Cet accord, signé avec l'UE, vise à supprimer les contrôles du Brexit sur les marchandises entrant en Irlande du Nord depuis le reste du Royaume-Uni. Ces contrôles ont créé des obstacles commerciaux au sein du marché intérieur britannique.

L'accord contribuera à fluidifier le commerce intérieur du Royaume-Uni, mais ne contribuera guère à atténuer l'impact du Brexit sur le commerce avec l'UE. Sur ce point, les données sont claires. Depuis le Brexit, le Royaume-Uni commerce moins avec l'UE, ce qui a des conséquences prononcées sur la performance économique au sens large.

« L'économie du Royaume-Uni ne s’est pas améliorée au cours de l'année 2022 et restera la moins performante en 2023 parmi les grandes économies industrielles du G7 », déclare Dana Bodnar, Economiste chez Atradius.

Le paysage de l'après-Brexit 

Après une période de transition, le Brexit est finalement entré en vigueur en Janvier 2021. Ses difficultés initiales ont été fortes.

« Depuis le Brexit, nous avons vu des barrières non tarifaires sous la forme de bureaucratie douanière et d'incertitudes réglementaires perturber le commerce entre le Royaume-Uni et l'UE », déclare Dana Bodnar.
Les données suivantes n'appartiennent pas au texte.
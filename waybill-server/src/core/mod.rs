//! 核心模块 - 服务器配置、状态和启动
//!
//! # 模块结构
//!
//! - [`Config`] - 服务器配置
//! - [`ServerState`] - 服务器状态（数据库、缓存、实体锁、快照源）
//! - [`Server`] - HTTP 服务器

pub mod config;
pub mod server;
pub mod state;

pub use config::Config;
pub use server::Server;
pub use state::ServerState;
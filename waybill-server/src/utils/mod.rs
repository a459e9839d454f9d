//! 工具模块 - 通用工具函数和类型
//!
//! # 内容
//!
//! - [`AppError`] / [`AppResult`] - 应用错误类型和响应
//! - [`logger`] - 日志初始化
//! - [`time`] - 上游时间戳解析

pub mod error;
pub mod logger;
pub mod time;

pub use error::{AppError, AppResult};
Le Brexit a mis fin à la libre circulation des marchandises entre le Royaume-Uni et l'UE, obligeant les entreprises concernées à accepter un nouveau monde fait de contrôles frontaliers et d’administratif.
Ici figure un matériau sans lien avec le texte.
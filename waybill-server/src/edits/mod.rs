//! 编辑服务 - 操作员改单与父实体传播
//!
//! # 模块结构
//!
//! - [`fields`] - 可编辑字段清单与类型化 setter 分发
//! - [`service`] - 编辑应用、台账登记、Tour → Order 传播
//!
//! 只有这里会往 `modified_fields` 写入，且只写调用方显式提交的字段。

pub mod fields;
pub mod service;

pub use service::{EditOutcome, EditService, LineItemInput, TourEditOutcome};

#[cfg(test)]
mod tests;
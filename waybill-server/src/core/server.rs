//! Server Implementation
//!
//! HTTP 服务器启动和管理

use crate::api;
use crate::core::{Config, ServerState};

/// HTTP Server
pub struct Server {
    config: Config,
    state: Option<ServerState>,
}

impl Server {
    pub fn new(config: Config) -> Self {
        Self {
            config,
            state: None,
        }
    }

    /// Create server with existing state (for tests and embedding)
    pub fn with_state(config: Config, state: ServerState) -> Self {
        Self {
            config,
            state: Some(state),
        }
    }

    pub async fn run(&self) -> anyhow::Result<()> {
        let state = match &self.state {
            Some(s) => s.clone(),
            None => ServerState::initialize(&self.config).await,
        };

        let app = api::build_app().with_state(state);

        let addr = std::net::SocketAddr::from(([0, 0, 0, 0], self.config.http_port));
        tracing::info!("Waybill server listening on {}", addr);

        let listener = tokio::net::TcpListener::bind(addr).await?;
        axum::serve(listener, app)
            .with_graceful_shutdown(async {
                let _ = tokio::signal::ctrl_c().await;
                tracing::info!("Shutting down...");
            })
            .await?;

        Ok(())
    }
}
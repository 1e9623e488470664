use log::debug;

/// Exclusive pointer/view capture provided by the platform.
///
/// `release` must be safe to call when capture was never acquired.
pub trait CaptureMode {
    /// Requests capture. Platforms may grant it later or not at all.
    fn acquire(&mut self);
    fn release(&mut self);
    fn is_active(&self) -> bool;
}

/// Capture that is granted immediately, for headless runs and tests.
#[derive(Debug, Default, Clone)]
pub struct SoftCapture {
    active: bool,
    acquisitions: u32,
}

impl SoftCapture {
    pub fn new() -> Self {
        Self::default()
    }

    /// Number of times capture went from inactive to active.
    pub fn acquisitions(&self) -> u32 {
        self.acquisitions
    }
}

impl CaptureMode for SoftCapture {
    fn acquire(&mut self) {
        if !self.active {
            self.active = true;
            self.acquisitions += 1;
            debug!("capture acquired");
        }
    }

    fn release(&mut self) {
        if self.active {
            self.active = false;
            debug!("capture released");
        }
    }

    fn is_active(&self) -> bool {
        self.active
    }
}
L'augmentation de la bureaucratie a entraîné des files d'attente aux frontières, et les nouvelles exigences réglementaires ont rendu plus coûteuses les exportations des entreprises britanniques vers leurs homologues de l'UE (et vice versa).
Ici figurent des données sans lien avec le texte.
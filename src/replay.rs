//! Headless sessions driven by a timed input script.
//!
//! A script is one event per line, prefixed by the time in seconds at which it
//! is delivered:
//!
//! ```text
//! # engage, walk forward for half a second, then look left and click
//! 0.5  click
//! 1.0  down W
//! 1.5  up W
//! 2.0  look -100 0
//! 2.1  click
//! 70   end
//! ```

use std::fmt;
use std::time::Duration;

use anyhow::{anyhow, bail, Context, Result};
use glam::Vec3;
use log::{debug, info};

use crate::game::{GameState, TriggerOutcome};
use crate::hud::format_clock;
use crate::input::{InputEvent, KeyCode};
use crate::movement::MoveOutcome;
use crate::session::Phase;

/// One scripted action.
#[derive(Debug, Clone, Copy, PartialEq)]
pub enum ScriptAction {
    Input(InputEvent),
    /// Stop the replay.
    End,
}

#[derive(Debug, Clone, Copy, PartialEq)]
pub struct ScriptStep {
    pub at: Duration,
    pub action: ScriptAction,
}

#[derive(Debug, Clone, Default, PartialEq)]
pub struct Script {
    steps: Vec<ScriptStep>,
}

impl Script {
    pub fn parse(text: &str) -> Result<Self> {
        let mut steps: Vec<ScriptStep> = Vec::new();
        for (index, raw) in text.lines().enumerate() {
            let line = raw.split('#').next().unwrap_or_default().trim();
            if line.is_empty() {
                continue;
            }
            let step = parse_step(line).with_context(|| format!("line {}: `{line}`", index + 1))?;
            if let Some(previous) = steps.last() {
                if step.at < previous.at {
                    bail!(
                        "line {}: time {:.3}s is earlier than the previous step",
                        index + 1,
                        step.at.as_secs_f64()
                    );
                }
            }
            steps.push(step);
        }
        Ok(Self { steps })
    }

    pub fn steps(&self) -> &[ScriptStep] {
        &self.steps
    }

    /// Time of the first `end` step, if any.
    pub fn end_time(&self) -> Option<Duration> {
        self.steps
            .iter()
            .find(|step| step.action == ScriptAction::End)
            .map(|step| step.at)
    }

    fn last_time(&self) -> Duration {
        self.steps.last().map(|step| step.at).unwrap_or_default()
    }
}

fn parse_step(line: &str) -> Result<ScriptStep> {
    let mut parts = line.split_whitespace();
    let time = parts.next().ok_or_else(|| anyhow!("missing time"))?;
    let seconds: f64 = time
        .parse()
        .with_context(|| format!("invalid time `{time}`"))?;
    let at = Duration::try_from_secs_f64(seconds)
        .map_err(|_| anyhow!("time must be a non-negative number of seconds"))?;
    let verb = parts.next().ok_or_else(|| anyhow!("missing action"))?;
    let action = match verb {
        "down" | "up" => {
            let name = parts
                .next()
                .ok_or_else(|| anyhow!("`{verb}` needs a key name"))?;
            let key = KeyCode::from_name(name).ok_or_else(|| anyhow!("unknown key `{name}`"))?;
            ScriptAction::Input(if verb == "down" {
                InputEvent::KeyDown(key)
            } else {
                InputEvent::KeyUp(key)
            })
        }
        "click" => ScriptAction::Input(InputEvent::Trigger),
        "look" => {
            let dx = parse_delta(parts.next(), "dx")?;
            let dy = parse_delta(parts.next(), "dy")?;
            ScriptAction::Input(InputEvent::Look { dx, dy })
        }
        "end" => ScriptAction::End,
        other => bail!("unknown action `{other}`"),
    };
    if let Some(extra) = parts.next() {
        bail!("unexpected `{extra}` after `{verb}`");
    }
    Ok(ScriptStep { at, action })
}

fn parse_delta(value: Option<&str>, name: &str) -> Result<f32> {
    let value = value.ok_or_else(|| anyhow!("`look` needs {name}"))?;
    let delta: f32 = value
        .parse()
        .with_context(|| format!("invalid {name} `{value}`"))?;
    if !delta.is_finite() {
        bail!("{name} must be finite");
    }
    Ok(delta)
}

/// Simulated clock settings for a replay.
#[derive(Debug, Clone, PartialEq)]
pub struct ReplayOptions {
    /// Spacing between simulated animation frames.
    pub frame_period: Duration,
    /// Extra time simulated after the last step when the script has no `end`.
    pub grace: Duration,
}

impl Default for ReplayOptions {
    fn default() -> Self {
        Self {
            frame_period: Duration::from_micros(16_667),
            grace: Duration::from_secs(1),
        }
    }
}

/// Summary of a finished replay.
#[derive(Debug, Clone, PartialEq)]
pub struct ReplayReport {
    pub phase: Phase,
    pub remaining: u64,
    pub position: Vec3,
    pub ended_at: Duration,
    pub frames: u32,
    pub blocked_moves: u32,
    pub hits: u32,
    pub misses: u32,
}

impl fmt::Display for ReplayReport {
    fn fmt(&self, f: &mut fmt::Formatter<'_>) -> fmt::Result {
        writeln!(f, "Phase: {:?}", self.phase)?;
        writeln!(f, "Time left: {}", format_clock(self.remaining))?;
        writeln!(
            f,
            "Position: ({:.2}, {:.2}, {:.2})",
            self.position.x, self.position.y, self.position.z
        )?;
        writeln!(
            f,
            "Frames: {} ({} blocked), picks: {} hit / {} missed",
            self.frames, self.blocked_moves, self.hits, self.misses
        )?;
        write!(f, "Stopped at {:.2}s", self.ended_at.as_secs_f64())
    }
}

/// Runs `script` against `game` on a simulated clock starting at zero.
///
/// Frames advance at `frame_period` and the countdown polls its own 1 Hz
/// schedule. Without an `end` step the run stops once the session is over,
/// or after the last step plus the session length and `grace`.
pub fn run(game: &mut GameState, script: &Script, options: &ReplayOptions) -> ReplayReport {
    let period = options.frame_period.max(Duration::from_micros(1));
    let scripted_end = script.end_time().is_some();
    let horizon = script.end_time().unwrap_or_else(|| {
        script
            .last_time()
            .saturating_add(game.session().duration())
            .saturating_add(options.grace)
    });
    let mut report = ReplayReport {
        phase: game.phase(),
        remaining: game.remaining(Duration::ZERO),
        position: game.player().position,
        ended_at: Duration::ZERO,
        frames: 0,
        blocked_moves: 0,
        hits: 0,
        misses: 0,
    };

    let mut pending = script.steps().iter().peekable();
    let mut now = Duration::ZERO;
    loop {
        while let Some(step) = pending.next_if(|step| step.at <= now) {
            match step.action {
                ScriptAction::End => {
                    debug!("script ended at {:.3}s", step.at.as_secs_f64());
                    return finish(game, report, now);
                }
                ScriptAction::Input(event) => match game.handle_input(event, now) {
                    Some(TriggerOutcome::Hit) => report.hits += 1,
                    Some(TriggerOutcome::Miss) => report.misses += 1,
                    _ => {}
                },
            }
        }

        game.poll_countdown(now);
        match game.frame(now) {
            Some(MoveOutcome::Blocked) => {
                report.frames += 1;
                report.blocked_moves += 1;
            }
            Some(_) => report.frames += 1,
            None => {}
        }

        if now >= horizon || (!scripted_end && game.phase().is_terminal()) {
            return finish(game, report, now);
        }
        now += period;
    }
}

fn finish(game: &GameState, mut report: ReplayReport, now: Duration) -> ReplayReport {
    report.phase = game.phase();
    report.remaining = game.remaining(now);
    report.position = game.player().position;
    report.ended_at = now;
    info!(
        "replay finished in phase {:?} at {:.2}s",
        report.phase,
        now.as_secs_f64()
    );
    report
}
Les données font apparaître l'impact de ces nouvelles règles. Depuis le Brexit, la part du commerce du Royaume-Uni avec l'UE a considérablement diminué. Le pays tente de compenser cette perte en vendant davantage au reste du monde.

 

Figure 1 - Prior to Brexit, difference between the UK’s trade with the EU and with the rest of the world.

 

Comme le montre le graphique n°1, avant le Brexit, il y avait peu de différence entre les échanges commerciaux du Royaume-Uni avec l'UE, et avec le reste du monde.

« Depuis que le Brexit est réellement entré en vigueur, les lignes divergent », explique Dana Bodnar. « Cela a persisté pendant la pandémie et s'est même accentué aujourd'hui ».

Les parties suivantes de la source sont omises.